Definition of breast cancer HR-positivity questioned
medwireNews: HER2-negative breast tumors with low hormone receptor positivity (HR low+) could be treated similarly to triple-negative tumors, suggests research from Germany that showed similar survival outcomes between the two groups.
Writing in the Annals of Oncology, Simone Schrodi (University Hospital Munich) and co-authors believe their findings demonstrate that “current definitions for HR positivity and its clinical relevance should be reconsidered.”
Schrodi and team analyzed data for 38,560 women diagnosed with early invasive breast cancer between 2004 and 2018. Of these, 2% had HR low+ expression, defined as 1–9% of cells expressing either estrogen or progesterone receptor and not more than 9% positive cells for the other receptor. A further 85% were strongly HR-positive (HR strong+; ≥10% expression) and the remaining 13% were HR-negative.
They found that patients with HR low+ tumors were significantly younger than those with HR strong+ tumors, and the HR low+ tumors were less likely to be grade 1 and more likely to have invasive histology.
Treatment types also varied among groups, with endocrine therapy given to 45% of the HR low+ group, 87% of the HR strong+ group, and 5% of the HR-negative group. Chemotherapy rates were 77%, 34%, and 79%, respectively.
In the subgroup of 33,336 individuals with HER2-negative tumors, the 10-year overall survival (OS) rate was significantly worse in those with HR low+ versus HR strong+ tumors, at 65% and 75%, respectively, and an adjusted hazard ratio for death of 0.66 in favor of the HR strong+ group.
By comparison, the rate was 66% in the HR-negative group and was not significantly different from that in the HR low+ group.
In the HER2-positive subgroup (n=5194), the 10-year OS rates were 73%, 74%, and 72% for individuals who were HR low+, HR strong+, and HR-negative, respectively, with no significant differences among the three groups in this case.
The researchers suggest that this lack of difference may be explained by “the effect of the anti-HER2 therapy [being] so strong, that prognostic factors such as HR expression have a lowered impact on outcome.”

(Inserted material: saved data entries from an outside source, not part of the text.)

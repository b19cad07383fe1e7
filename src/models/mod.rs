pub mod checkpoint;
pub mod filters;
pub mod judgment;
pub mod loaders;
pub mod paper;

pub use checkpoint::{Checkpoint, CheckpointSummary};
pub use filters::PaperFilter;
pub use judgment::{Judgment, PaperResult, RatingCounts, RelevanceRating};
pub use loaders::{CollectionSummary, PaperLoader};
pub use paper::Paper;
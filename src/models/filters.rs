//! 论文过滤条件
//!
//! 在分批之前由调用方应用，过滤后为空的文件直接标记为已处理。

use crate::config::FilterConfig;
use crate::models::paper::Paper;

/// 论文过滤器
#[derive(Debug, Clone, Default)]
pub struct PaperFilter {
    years: Option<(i32, i32)>,
    conferences: Vec<String>,
    keywords: Vec<String>,
}

impl PaperFilter {
    pub fn new(config: &FilterConfig) -> Self {
        Self {
            years: config.years,
            conferences: config.conferences.iter().map(|c| c.to_uppercase()).collect(),
            keywords: config.keywords.iter().map(|k| k.to_lowercase()).collect(),
        }
    }

    pub fn is_empty(&self) -> bool {
        self.years.is_none() && self.conferences.is_empty() && self.keywords.is_empty()
    }

    /// 依次应用年份、会议、关键词过滤
    pub fn apply(&self, papers: Vec<Paper>) -> Vec<Paper> {
        papers.into_iter().filter(|p| self.matches(p)).collect()
    }

    pub fn matches(&self, paper: &Paper) -> bool {
        self.matches_year(paper) && self.matches_conference(paper) && self.matches_keywords(paper)
    }

    fn matches_year(&self, paper: &Paper) -> bool {
        match self.years {
            Some((start, end)) => (start..=end).contains(&paper.publication_year),
            None => true,
        }
    }

    // 会议名大小写不敏感
    fn matches_conference(&self, paper: &Paper) -> bool {
        self.conferences.is_empty()
            || self
                .conferences
                .contains(&paper.conference_name.to_uppercase())
    }

    // 任意关键词出现在标题或摘要中即可
    fn matches_keywords(&self, paper: &Paper) -> bool {
        if self.keywords.is_empty() {
            return true;
        }
        let title = paper.title.to_lowercase();
        let abstract_text = paper
            .abstract_text
            .as_deref()
            .unwrap_or_default()
            .to_lowercase();
        self.keywords
            .iter()
            .any(|kw| title.contains(kw) || abstract_text.contains(kw))
    }
}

An additional analysis, estimating the effect of endocrine therapy on patients with HR low+ tumors, revealed that this treatment had no significant survival benefit among individuals with HER2-negative/HR low+ tumors, but reduced the risk for death by a significant 27% among those with HER2-negative/HR strong+ tumors.
Schrodi et al say: “This pattern could be also shown in the HER2 positive cohort,” and therefore “irrespective of HER2 status patients with low HR positive tumors seem not to benefit from endocrine therapy.”
The authors conclude that “a prospective [randomized controlled trial] will need to replicate these findings to determine an improved treatment stratification scheme for these patient groups.”